Segment Open

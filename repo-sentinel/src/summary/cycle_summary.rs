//! Cycle summary types.

use super::result::RepoOutcome;
use std::time::Duration;

/// Summary of one discovery-and-poll cycle.
#[derive(Debug, Clone, Default)]
pub struct CycleSummary {
    /// Number of repositories discovered.
    pub repositories_discovered: usize,

    /// Number of checkouts skipped during discovery.
    pub discovery_errors: usize,

    /// Set when the monitoring root could not be walked at all.
    pub discovery_failed: bool,

    /// Number of repositories that reported no change.
    pub unchanged: usize,

    /// Number of repositories with events that did not trigger an update.
    pub observed: usize,

    /// Number of repositories updated (or, in a dry run, that would have been).
    pub updated: usize,

    /// Number of update pipelines that failed.
    pub update_failures: usize,

    /// Number of repositories whose poll failed.
    pub poll_failures: usize,

    /// Number of repositories skipped.
    pub skipped: usize,

    /// Whether this was a dry run.
    pub dry_run: bool,

    /// Longest pause asked for by a repository (poll interval or backoff).
    pub requested_delay: Duration,
}

impl CycleSummary {
    /// Creates a new empty summary.
    #[must_use]
    pub fn new(dry_run: bool) -> Self {
        Self {
            dry_run,
            ..Default::default()
        }
    }

    /// Updates the summary with a repository outcome.
    pub fn record_result(&mut self, result: &RepoOutcome) {
        match result {
            RepoOutcome::Unchanged { .. } => self.unchanged += 1,
            RepoOutcome::Observed { .. } => self.observed += 1,
            RepoOutcome::Updated { .. } | RepoOutcome::WouldUpdate { .. } => self.updated += 1,
            RepoOutcome::UpdateFailed { .. } => self.update_failures += 1,
            RepoOutcome::PollFailed { .. } => self.poll_failures += 1,
            RepoOutcome::Skipped { .. } => self.skipped += 1,
        }
    }

    /// Returns true if any failures occurred.
    #[must_use]
    pub fn has_failures(&self) -> bool {
        self.discovery_failed || self.update_failures > 0 || self.poll_failures > 0
    }

    /// Returns true if all operations were successful.
    #[must_use]
    pub fn all_success(&self) -> bool {
        !self.has_failures()
    }
}
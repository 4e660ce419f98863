//! Wires the production collaborators into a [`Scheduler`].

use crate::config::{AgentConfig, ConfigError};
use crate::discovery::WalkdirWalker;
use crate::http::OctocrabClient;
use crate::pipeline::TokioCommandRunner;
use crate::scheduler::Scheduler;
use crate::summary::CycleSummary;
use tokio::sync::watch;
use tracing::info;

/// Errors that can occur while starting the agent.
#[derive(Debug, thiserror::Error)]
pub enum RunnerError {
    /// Configuration loading and validation errors.
    #[error(transparent)]
    Config(#[from] ConfigError),

    /// GitHub API client initialization errors.
    #[error(transparent)]
    Octocrab(#[from] octocrab::Error),
}

/// Scheduler backed by the GitHub API, local processes and the filesystem.
pub type LiveScheduler = Scheduler<OctocrabClient, TokioCommandRunner, WalkdirWalker>;

/// Runs the monitoring agent against real repositories.
pub struct Runner {
    scheduler: LiveScheduler,
}

impl Runner {
    /// Builds a runner from a resolved configuration.
    ///
    /// Sending `true` on `shutdown` stops the runner between repositories.
    pub fn new(config: AgentConfig, shutdown: watch::Receiver<bool>) -> Result<Self, RunnerError> {
        let client = OctocrabClient::new()?;
        info!(
            root = %config.root().display(),
            api = %config.api_base_url(),
            concurrency = config.concurrency(),
            "Initialized runner"
        );

        Ok(Self {
            scheduler: Scheduler::new(config, client, TokioCommandRunner, WalkdirWalker, shutdown),
        })
    }

    /// Returns the underlying scheduler.
    pub fn scheduler(&self) -> &LiveScheduler {
        &self.scheduler
    }

    /// Monitors repositories until shutdown is requested.
    pub async fn run(&self) {
        self.scheduler.run().await;
    }

    /// Runs a single cycle and returns its summary.
    pub async fn run_once(&self) -> CycleSummary {
        self.scheduler.run_cycle().await
    }
}
#![doc = include_str!(concat!("../", env!("CARGO_PKG_README")))]

pub mod backoff;
pub mod config;
pub mod discovery;
pub mod events;
pub mod http;
pub mod pipeline;
pub mod poller;
pub mod registry;
pub mod repository;
pub mod runner;
pub mod scheduler;
pub mod summary;

pub use backoff::{BackoffController, BackoffSettings, RetryDelay};
pub use config::{AgentConfig, ConfigError, ConfigFile, ConfigOverrides, Credential};
pub use discovery::{discover, DirectoryWalker, Discovery, DiscoveryError, WalkdirWalker};
pub use events::{decode_events, first_trigger, Event, EventKind};
pub use http::{HttpClient, HttpRequest, HttpResponse, OctocrabClient, TransportError};
pub use pipeline::{
    CommandOutcome, CommandRunner, CommandSpec, PipelineError, PipelineReport, PipelineSettings,
    Stage, TokioCommandRunner, UpdatePipeline,
};
pub use poller::{EventPoller, PollFailure, PollResult};
pub use registry::{RefreshReport, RegistryError, RepoRegistry};
pub use repository::{MonitoredRepository, ParseError, RepoKey};
pub use runner::{LiveScheduler, Runner, RunnerError};
pub use scheduler::Scheduler;
pub use summary::{CycleSummary, RepoOutcome};
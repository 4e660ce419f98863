//! In-memory registry of monitored repositories and their polling state.

use crate::discovery::{Discovery, DiscoveryError};
use crate::repository::{MonitoredRepository, RepoKey};
use std::collections::HashMap;
use std::sync::{PoisonError, RwLock, RwLockReadGuard, RwLockWriteGuard};
use thiserror::Error;
use tracing::debug;

/// Errors returned by registry lookups.
#[derive(Debug, Clone, PartialEq, Eq, Error)]
pub enum RegistryError {
    /// No repository with this key is registered.
    #[error("Repository {key} is not registered")]
    NotFound { key: RepoKey },
}

/// Outcome of a registry refresh.
#[derive(Debug, Default)]
pub struct RefreshReport {
    /// Number of repositories now registered.
    pub discovered: usize,

    /// Checkouts skipped during discovery.
    pub errors: Vec<DiscoveryError>,
}

#[derive(Debug, Default)]
struct RegistryState {
    order: Vec<RepoKey>,
    repositories: HashMap<RepoKey, MonitoredRepository>,
}

/// Repositories known from the latest discovery pass.
///
/// Safe to share between concurrent pollers.
#[derive(Debug, Default)]
pub struct RepoRegistry {
    state: RwLock<RegistryState>,
}

impl RepoRegistry {
    /// Creates an empty registry.
    pub fn new() -> Self {
        Self::default()
    }

    /// Registers the outcome of a discovery pass, replacing the current set.
    ///
    /// See [`Self::replace`] for how `preserve_tokens` is applied.
    pub fn apply(&self, discovery: Discovery, preserve_tokens: bool) -> RefreshReport {
        let discovered = self.replace(discovery.repositories, preserve_tokens);
        RefreshReport {
            discovered,
            errors: discovery.errors,
        }
    }

    /// Replaces every registered repository with `repositories`.
    ///
    /// Entries absent from `repositories` are dropped. When `preserve_tokens`
    /// is set, the cache token and last-seen event of a repository that keeps
    /// its key are carried over; otherwise every entry starts fresh.
    ///
    /// Returns the number of registered repositories.
    pub fn replace(&self, repositories: Vec<MonitoredRepository>, preserve_tokens: bool) -> usize {
        let mut state = self.write();
        let mut previous = std::mem::take(&mut state.repositories);
        state.order.clear();

        for mut repository in repositories {
            if state.repositories.contains_key(&repository.key) {
                continue;
            }

            if preserve_tokens {
                if let Some(old) = previous.remove(&repository.key) {
                    repository.cache_token = old.cache_token;
                    repository.last_seen_event = old.last_seen_event;
                }
            }

            state.order.push(repository.key.clone());
            state
                .repositories
                .insert(repository.key.clone(), repository);
        }

        debug!(count = state.order.len(), preserve_tokens, "Registry replaced");
        state.order.len()
    }

    /// Returns a snapshot of the repository registered under `key`.
    pub fn get(&self, key: &RepoKey) -> Result<MonitoredRepository, RegistryError> {
        self.read()
            .repositories
            .get(key)
            .cloned()
            .ok_or_else(|| RegistryError::NotFound { key: key.clone() })
    }

    /// Overwrites the stored cache token for `key`.
    pub fn update_token(&self, key: &RepoKey, token: impl Into<String>) -> Result<(), RegistryError> {
        let mut state = self.write();
        let repository = state
            .repositories
            .get_mut(key)
            .ok_or_else(|| RegistryError::NotFound { key: key.clone() })?;
        repository.cache_token = token.into();
        Ok(())
    }

    /// Records the id of the event that last triggered an update for `key`.
    pub fn mark_seen(&self, key: &RepoKey, event_id: impl Into<String>) -> Result<(), RegistryError> {
        let mut state = self.write();
        let repository = state
            .repositories
            .get_mut(key)
            .ok_or_else(|| RegistryError::NotFound { key: key.clone() })?;
        repository.last_seen_event = Some(event_id.into());
        Ok(())
    }

    /// Registered keys in discovery order.
    pub fn keys(&self) -> Vec<RepoKey> {
        self.read().order.clone()
    }

    /// Number of registered repositories.
    pub fn len(&self) -> usize {
        self.read().order.len()
    }

    /// Returns true if nothing is registered.
    pub fn is_empty(&self) -> bool {
        self.read().order.is_empty()
    }

    fn read(&self) -> RwLockReadGuard<'_, RegistryState> {
        self.state.read().unwrap_or_else(PoisonError::into_inner)
    }

    fn write(&self) -> RwLockWriteGuard<'_, RegistryState> {
        self.state.write().unwrap_or_else(PoisonError::into_inner)
    }
}
//! Per-cycle summary types and helpers.

mod cycle_summary;
mod result;

pub use cycle_summary::CycleSummary;
pub use result::RepoOutcome;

Segment Closed

About this task:
In the listing above, find each line where "struct" occurs and copy it.

Solution for this task:
pub struct CycleSummary {
pub struct Runner {
pub struct RefreshReport {
struct RegistryState {
pub struct RepoRegistry {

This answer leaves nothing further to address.